The 2009 elections also stood out, with the stock market gaining 73.2 percent around 90 days before and after the election result date, driven by expectations of political continuity and economic growth. The UPA’s victory and formation of a stronger coalition led to a market rally, with the Nifty soaring 23.1 percent within a month of the election, it further informed.
BJP’s 10-year tenure
Since 2014, the Bharatiya Janata Party (BJP) has ruled over the Indian government. Current polls indicate a resurgence in Prime Minister Narendra Modi’s popularity, likely ensuring his return to office in the next elections, albeit perhaps with a reduced parliamentary majority for his party. Opposition forces have joined a 26-party coalition known as INDIA, but their challenge remains fragmented in the absence of a single leader capable of rivaling Modi’s influence, FT said.
FT highlighted that during its tenure, the BJP-led government implemented major improvements, evident in the expansion of social welfare programs and the effective utilization of the country’s robust public digital infrastructure for direct benefit transfers, minimizing discretion in beneficiary selection. . More than 300 programs, ranging from subsidized cooking gas candies to housing subsidies, have reached nearly 950 million individuals, and government spending totals $270 billion as of 2017. Access to sanitation facilities has improved dramatically, while initiatives such as rural electrification and housing construction have. positively influenced the life of citizens, it added.

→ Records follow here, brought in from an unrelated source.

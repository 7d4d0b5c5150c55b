//! Sends rendered emails through the transactional mail provider's http api.
use anyhow::{Context, Result};
use http::header::{ACCEPT, CONTENT_TYPE};
use serde::Serialize;
use url::Url;

use crate::{error::DispatchError, metrics::Metrics, settings::MailerSettings};

#[derive(Debug, Clone, PartialEq, Eq, Serialize)]
pub struct Address {
    pub email: String,
    #[serde(skip_serializing_if = "Option::is_none")]
    pub name: Option<String>,
}

impl Address {
    fn new(email: impl Into<String>) -> Self {
        Self { email: email.into(), name: None }
    }
}

/// request body of the provider's send endpoint
#[derive(Debug, Serialize)]
#[serde(rename_all = "camelCase")]
struct SendRequest<'a> {
    sender: &'a Address,
    to: &'a [Address],
    subject: &'a str,
    html_content: &'a str,
}

/// Parses a comma separated recipient list, dropping empty entries.
pub fn parse_recipients(raw: &str) -> Vec<Address> {
    raw.split(',').map(str::trim).filter(|email| !email.is_empty()).map(Address::new).collect()
}

#[derive(Debug, Clone)]
pub struct Mailer {
    client: reqwest::Client,
    url: Url,
    api_key: String,
    sender: Address,
    recipients: Vec<Address>,
    metrics: Metrics,
}

impl Mailer {
    pub fn new(settings: &MailerSettings, metrics: Metrics) -> Result<Self> {
        let client = reqwest::Client::builder()
            .timeout(settings.timeout)
            .build()
            .context("failed to build http client")?;

        let recipients = parse_recipients(&settings.recipients);
        if recipients.is_empty() {
            tracing::warn!("no email recipients configured, alerts can't be delivered");
        }

        Ok(Self {
            client,
            url: settings.url.clone(),
            api_key: settings.api_key.clone(),
            sender: Address {
                email: settings.sender_email.clone(),
                name: Some(settings.sender_name.clone()),
            },
            recipients,
            metrics,
        })
    }

    pub fn recipients(&self) -> &[Address] {
        &self.recipients
    }

    /// Sends one email to all configured recipients.
    ///
    /// # Arguments
    ///
    /// * `subject` - subject line of the email
    ///
    /// * `html` - html body of the email
    pub async fn send(&self, subject: &str, html: &str) -> Result<(), DispatchError> {
        if self.recipients.is_empty() {
            self.metrics.record_mail_failure(DispatchError::NoRecipients.reason(), None);
            return Err(DispatchError::NoRecipients);
        }

        let body = SendRequest {
            sender: &self.sender,
            to: &self.recipients,
            subject,
            html_content: html,
        };

        self.metrics.mail_requests.inc();
        let _timer = self.metrics.mail_duration.start_timer();

        let response = self
            .client
            .post(self.url.clone())
            .header("api-key", &self.api_key)
            .header(CONTENT_TYPE, "application/json")
            .header(ACCEPT, "application/json")
            .json(&body)
            .send()
            .await
            .map_err(|err| {
                let err = DispatchError::from(err);
                self.metrics.record_mail_failure(err.reason(), None);
                err
            })?;

        let status = response.status();
        if status.as_u16() >= 300 {
            let body = response.text().await.unwrap_or_default();
            let err = DispatchError::Rejected { status: status.as_u16(), body };
            self.metrics.record_mail_failure(err.reason(), Some(status.as_u16()));
            return Err(err);
        }

        tracing::debug!("mail provider accepted email with status {status}");

        Ok(())
    }
}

In addition, investors welcomed initiatives such as the reduction of corporate tax rates, the privatization of the national carrier Air India, and the increased limit on foreign investment in insurance and defense sectors. Their perception of the recent interim budget suggests a commitment to fiscal discipline, with a slightly reduced deficit target for fiscal year 2025, signaling limited pre-election spending, the investment firm said.
What to expect in Modi’s likely third term?
For a possible third term, investors expect the government to address outstanding priorities and tackle unfinished agendas, aiming to continue and strengthen the momentum of economic reforms and development initiatives.
According to FT, in Modi’s likely third term, investors anticipate that the government will continue the ‘Make in India’ drive to attract Foreign Direct Investment (FDI). They anticipate the approval of new labor laws and increased infrastructure funding, as evidenced by the $130 billion allocation in the 2024 interim budget, crucial for FDI attraction. Filling vacancies in high and lower courts is also anticipated positively.
Also, state tariff bodies continue to control electric power prices, struggling to balance political interests and consumer needs for affordable power. Despite the revolutionary introduction of the Goods and Services Tax (GST) in 2017, it remains incomplete, excluding electricity, oil and gas, real estate and alcohol. Investors are advocating for a reduction of the current five GST rates to a single rate. Moreover, they are advocating for the privatization of public sector banks and an end to government-driven lending to priority sectors, FT added.
It noted that there is a lot of goodwill towards India, but international investors have high expectations; post-election policy execution is key to building investor confidence and therefore FDI is very important.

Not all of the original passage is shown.